The conference, convened by Military History and Heritage Victoria Inc., will be held at the Pompey Elliot memorial Hall, Camberwell RSL, on 30 May 2015.
This one day conference, held close to the 50th anniversary of the first national servicemen entering Army in the Vietnam period, examines the history, politics, controversy and experience of compulsory military service in critical periods of Australia’s history. These include the introduction of Universal Military Training from 1912, the great conscription debates in Australia and at the Front during 1916 and 1917, the introduction of National Service during the Cold War from 1951 and the most controversial period of conscription between 1965 and 1972, during the Vietnam War.

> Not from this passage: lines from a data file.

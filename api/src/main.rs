use actix_web::{web, App, HttpResponse, HttpServer};
use anyhow::Context;
use cb_api::{
    middleware::auth::{AuthenticatorWrapper, JwtAuth},
    routes::{self, auth::AppState},
};
use cb_core::{
    repositories::{InMemoryUserRepository, UserRepository},
    services::{
        seed_default_users, AuthService, AuthServiceConfig, BcryptCredentialVerifier,
        RequestAuthenticator, TokenCodec,
    },
};
use cb_infra::{DatabasePool, MySqlUserRepository};
use cb_shared::{config::LogFormat, AppConfig, DirectoryBackend, ErrorResponse, LoggingConfig};
use std::sync::Arc;
use tracing::{info, warn};
use tracing_actix_web::TracingLogger;
use tracing_subscriber::EnvFilter;

#[actix_web::main]
async fn main() -> anyhow::Result<()> {
    // Load environment variables
    dotenvy::dotenv().ok();

    let config = AppConfig::from_env().context("Invalid configuration")?;
    init_tracing(&config.logging);

    info!("Starting Collabrium API Server ({})", config.environment);

    config
        .check_production()
        .context("Refusing to start with development settings")?;
    if config.auth.jwt.is_using_default_secret() {
        warn!("JWT_SECRET is not set, falling back to the development secret");
    }

    // No request is served without a usable signing key
    let codec = TokenCodec::from_config(&config.auth.jwt)
        .context("Failed to initialise the token signing key")?;
    info!(
        algorithm = %config.auth.jwt.algorithm,
        ttl_seconds = codec.token_ttl().num_seconds(),
        "Token signing key initialised"
    );
    let codec = Arc::new(codec);

    match config.directory {
        DirectoryBackend::Memory => {
            let users = Arc::new(InMemoryUserRepository::new());
            let credentials = BcryptCredentialVerifier::new(Arc::clone(&users));
            seed_default_users(users.as_ref(), &credentials)
                .await
                .context("Failed to seed development users")?;

            info!("Using in-memory user directory");
            serve(&config, users, codec, None).await
        }
        DirectoryBackend::MySql => {
            let pool = DatabasePool::new(config.database.clone())
                .await
                .context("Failed to connect to the database")?;
            pool.run_migrations()
                .await
                .context("Failed to run database migrations")?;

            info!("Using MySQL user directory: {}", pool.get_statistics());
            let users = Arc::new(MySqlUserRepository::new(pool.get_pool().clone()));
            let pool = web::Data::new(pool);
            let result = serve(&config, users, codec, Some(pool.clone())).await;
            pool.close().await;
            result
        }
    }
}

/// Install the global subscriber
///
/// `RUST_LOG` wins over the configured level when set.
fn init_tracing(logging: &LoggingConfig) {
    let filter = EnvFilter::try_from_default_env()
        .unwrap_or_else(|_| EnvFilter::new(&logging.level));

    let builder = tracing_subscriber::fmt().with_env_filter(filter);
    match logging.format {
        LogFormat::Json => builder.json().init(),
        LogFormat::Pretty => builder.pretty().init(),
        LogFormat::Compact => builder.compact().init(),
    }
}

async fn serve<U>(
    config: &AppConfig,
    users: Arc<U>,
    codec: Arc<TokenCodec>,
    pool: Option<web::Data<DatabasePool>>,
) -> anyhow::Result<()>
where
    U: UserRepository + 'static,
{
    let credentials = Arc::new(BcryptCredentialVerifier::new(Arc::clone(&users)));
    let auth_service = Arc::new(AuthService::new(
        Arc::clone(&users),
        credentials,
        Arc::clone(&codec),
        AuthServiceConfig::from(&config.auth),
    ));
    let state = web::Data::new(AppState::new(auth_service));

    let authenticator: Arc<dyn AuthenticatorWrapper> =
        Arc::new(RequestAuthenticator::new(users, codec));

    let bind_address = config.server.bind_address();
    info!("Server will bind to: {}", bind_address);

    let mut server = HttpServer::new(move || {
        let mut app = App::new().app_data(state.clone());
        if let Some(pool) = &pool {
            app = app.app_data(pool.clone());
        }

        app.wrap(JwtAuth::new(Arc::clone(&authenticator)))
            .wrap(TracingLogger::default())
            .configure(routes::configure::<U, BcryptCredentialVerifier<U>>)
            .default_service(web::route().to(|| async {
                HttpResponse::NotFound().json(ErrorResponse::new(
                    "NOT_FOUND",
                    "The requested resource was not found",
                ))
            }))
    });
    if config.server.workers > 0 {
        server = server.workers(config.server.workers);
    }

    server
        .bind(&bind_address)
        .with_context(|| format!("Failed to bind {}", bind_address))?
        .run()
        .await?;

    Ok(())
}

This impactful conference will have plenty of insights and intriguing commentary from a highly informed and relevant range of historians, veterans and social observers both for and against conscription as a tool of Australian governments at war.
About Tim Fischer
The Honourable Tim Fischer AC GCPO is the former deputy prime minister of Australia and was the Australian ambassador to the Holy See for three years until January 2012. A former NSW state parliamentarian, leader of the National Party and minister for trade, Tim Fischer is also a consultant, company director, author, broadcaster, and multiple patron.
Mr Fischer served as a national serviceman with the Australian Army’s 1st Battalion, Royal Australian Regiment from 1966-1969, in both Australia and Vietnam.
His previous publications include Maestro John Monash: Australia’s Greatest Citizen General (2014); Holy See, Unholy Me! 1000 Days in Rome (2013); Trains Unlimited in the 21st Century (2011);, Tim Fischer’s Outback Heroes: and Communities that Count (2002), Transcontinental Train Odyssey: The Ghan, the Khyber, the Globe (2004) and Seven Days in East Timor: Ballot and Bullets (2000).